Longest videos seem to be https://commons.wikimedia.org/wiki/File:Tutorial_04_Artikel_verbessern.webm and https://commons.wikimedia.org/wiki/File:ADA-Video_Mach_mit_bei_Wikipedia.webm . I'd expect an HTTP 206 (Partial content) in the network tab.

Yann unsubscribed.Dec 28 2016, 4:42 PM

Verena assigned this task to hoo.Dec 29 2016, 11:24 AM

I just looked into this, and for me in Firefox 50, (some of) the videos only play once their entirety has been downloaded twice(!).
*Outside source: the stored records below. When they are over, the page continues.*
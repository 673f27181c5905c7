use super::{get_text, Adapter, ErrorPolicy};
use crate::model::RedditPost;
use anyhow::{Context, Result};
use once_cell::sync::Lazy;
use regex::Regex;
use serde::Deserialize;

const LISTING_LIMIT: usize = 25;

static HTML_TAG: Lazy<Regex> = Lazy::new(|| Regex::new(r"<[^>]*>").expect("valid regex"));
static WHITESPACE: Lazy<Regex> = Lazy::new(|| Regex::new(r"\s+").expect("valid regex"));

#[derive(Debug, Clone, PartialEq, Eq)]
pub struct RedditParams {
    pub subreddit: String,
    pub sort: String,
}

impl RedditParams {
    pub fn hot(subreddit: &str) -> Self {
        Self {
            subreddit: subreddit.to_string(),
            sort: "hot".into(),
        }
    }
}

#[derive(Default)]
pub struct RedditAdapter;

#[derive(Debug, Deserialize)]
struct Listing {
    data: ListingData,
}

#[derive(Debug, Deserialize)]
struct ListingData {
    children: Vec<Child>,
}

#[derive(Debug, Deserialize)]
struct Child {
    data: RawPost,
}

#[derive(Debug, Default, Deserialize)]
#[serde(default)]
struct RawPost {
    id: Option<String>,
    title: Option<String>,
    permalink: Option<String>,
    score: Option<i64>,
    num_comments: Option<u64>,
    created_utc: Option<f64>,
    author: Option<String>,
    selftext: Option<String>,
}

impl Adapter for RedditAdapter {
    type Params = RedditParams;
    type Output = Vec<RedditPost>;

    fn name(&self) -> &'static str {
        "reddit"
    }

    fn error_policy(&self) -> ErrorPolicy {
        ErrorPolicy::Fallback
    }

    fn fetch(&self, params: &RedditParams) -> Result<Vec<RedditPost>> {
        let url = format!(
            "https://www.reddit.com/r/{}/{}.json?limit={LISTING_LIMIT}",
            urlencoding::encode(&params.subreddit),
            urlencoding::encode(&params.sort),
        );
        let body = get_text(&url, "application/json")?;
        parse_listing(&body, &params.subreddit, chrono::Utc::now().timestamp())
    }

    fn fallback(&self, params: &RedditParams) -> Option<Vec<RedditPost>> {
        Some(sample_posts(&params.subreddit, chrono::Utc::now().timestamp()))
    }
}

pub(crate) fn parse_listing(body: &str, subreddit: &str, now: i64) -> Result<Vec<RedditPost>> {
    let listing: Listing = serde_json::from_str(body).context("parse reddit listing")?;
    Ok(listing
        .data
        .children
        .into_iter()
        .enumerate()
        .map(|(idx, child)| {
            let post = child.data;
            let content = post
                .selftext
                .map(|text| clean_text(&text))
                .filter(|text| !text.is_empty());
            RedditPost {
                id: post.id.unwrap_or_else(|| format!("reddit-{idx}")),
                title: post.title.unwrap_or_default(),
                url: format!(
                    "https://www.reddit.com{}",
                    post.permalink.unwrap_or_default()
                ),
                score: post.score.unwrap_or(0),
                num_comments: post.num_comments.unwrap_or(0),
                created: post.created_utc.map(|t| t as i64).unwrap_or(now),
                subreddit: format!("r/{subreddit}"),
                author: post.author.unwrap_or_default(),
                content,
            }
        })
        .collect())
}

fn clean_text(raw: &str) -> String {
    let stripped = HTML_TAG.replace_all(raw, " ");
    WHITESPACE.replace_all(&stripped, " ").trim().to_string()
}

fn sample_posts(subreddit: &str, now: i64) -> Vec<RedditPost> {
    let samples = [
        ("Best cheesesteak that isn't in South Philly?", 412, 238, 2),
        ("Kelly Drive loop is gorgeous this morning", 198, 31, 5),
        ("Regional rail delays again on the Manayunk/Norristown line", 87, 54, 9),
        ("Free outdoor movie night at the rec center this Friday", 156, 12, 20),
    ];
    samples
        .iter()
        .enumerate()
        .map(|(idx, (title, score, comments, hours_ago))| RedditPost {
            id: format!("sample-{subreddit}-{idx}"),
            title: title.to_string(),
            url: format!("https://www.reddit.com/r/{subreddit}/"),
            score: *score,
            num_comments: *comments,
            created: now - hours_ago * 3600,
            subreddit: format!("r/{subreddit}"),
            author: "sample".into(),
            content: None,
        })
        .collect()
}

#[cfg(test)]
mod tests {
    use super::*;

    #[test]
    fn parses_listing_children() {
        let body = r#"{"data":{"children":[
            {"data":{"id":"abc","title":"Hello","permalink":"/r/philadelphia/comments/abc/hello/","score":10,"num_comments":3,"created_utc":1700000000.0,"author":"me","selftext":"<p>Some   <b>text</b></p>"}},
            {"data":{"title":"No id"}}
        ]}}"#;
        let posts = parse_listing(body, "philadelphia", 42).unwrap();
        assert_eq!(posts.len(), 2);
        assert_eq!(posts[0].id, "abc");
        assert_eq!(
            posts[0].url,
            "https://www.reddit.com/r/philadelphia/comments/abc/hello/"
        );
        assert_eq!(posts[0].content.as_deref(), Some("Some text"));
        assert_eq!(posts[0].subreddit, "r/philadelphia");
        assert_eq!(posts[1].id, "reddit-1");
        assert_eq!(posts[1].created, 42);
        assert_eq!(posts[1].content, None);
    }

    #[test]
    fn malformed_listing_is_an_error() {
        assert!(parse_listing("{\"kind\":\"Listing\"}", "philly", 0).is_err());
    }

    #[test]
    fn fallback_is_never_empty() {
        let posts = RedditAdapter.fallback(&RedditParams::hot("philly")).unwrap();
        assert!(!posts.is_empty());
        assert!(posts.iter().all(|p| p.subreddit == "r/philly"));
    }
}
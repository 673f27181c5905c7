use once_cell::sync::Lazy;
use std::path::{Path, PathBuf};
use std::sync::Mutex;
use tracing_appender::non_blocking::WorkerGuard;
use tracing_subscriber::EnvFilter;

/// Keeps the background log writer alive for the rest of the process.
static FILE_GUARD: Lazy<Mutex<Option<WorkerGuard>>> = Lazy::new(|| Mutex::new(None));

/// Initialise logging.
///
/// With `debug` disabled the level is forced to `info` and `RUST_LOG` is
/// ignored. With `debug` enabled `RUST_LOG` may override the `debug` default.
/// When `log_file` is given, output goes to that file instead of stdout.
pub fn init(debug: bool, log_file: Option<PathBuf>) {
    let level = if debug { "debug" } else { "info" };
    let filter = if debug {
        EnvFilter::try_from_default_env().unwrap_or_else(|_| EnvFilter::new(level))
    } else {
        EnvFilter::new(level)
    };

    let Some(path) = log_file else {
        let _ = tracing_subscriber::fmt().with_env_filter(filter).try_init();
        return;
    };

    let dir = path
        .parent()
        .filter(|p| !p.as_os_str().is_empty())
        .unwrap_or_else(|| Path::new("."));
    let Some(file_name) = path.file_name() else {
        let _ = tracing_subscriber::fmt().with_env_filter(filter).try_init();
        tracing::warn!(path = %path.display(), "log file path has no file name; logging to stdout");
        return;
    };
    let appender = tracing_appender::rolling::never(dir, file_name);
    let (writer, guard) = tracing_appender::non_blocking(appender);
    let installed = tracing_subscriber::fmt()
        .with_env_filter(filter)
        .with_ansi(false)
        .with_writer(writer)
        .try_init()
        .is_ok();
    if installed {
        if let Ok(mut slot) = FILE_GUARD.lock() {
            *slot = Some(guard);
        }
    }
}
Even when downloading with about 80-100Mbps, this means that we need to wait over a minute for some videos to properly start.

Thanks for the reply. Is that an issue of Commons or an issue of the video file itself?

In T154186#2906311, @Verena wrote:

Thanks for the reply. Is that an issue of Commons or an issue of the video file itself?

I think we have two issues here: The player seems to be very inefficient (why is it loading the files twice?), also we don't have any reasonably sized transcodes available, so people have to load a huge chunks of data (up to 500MiB) before some videos even start playing.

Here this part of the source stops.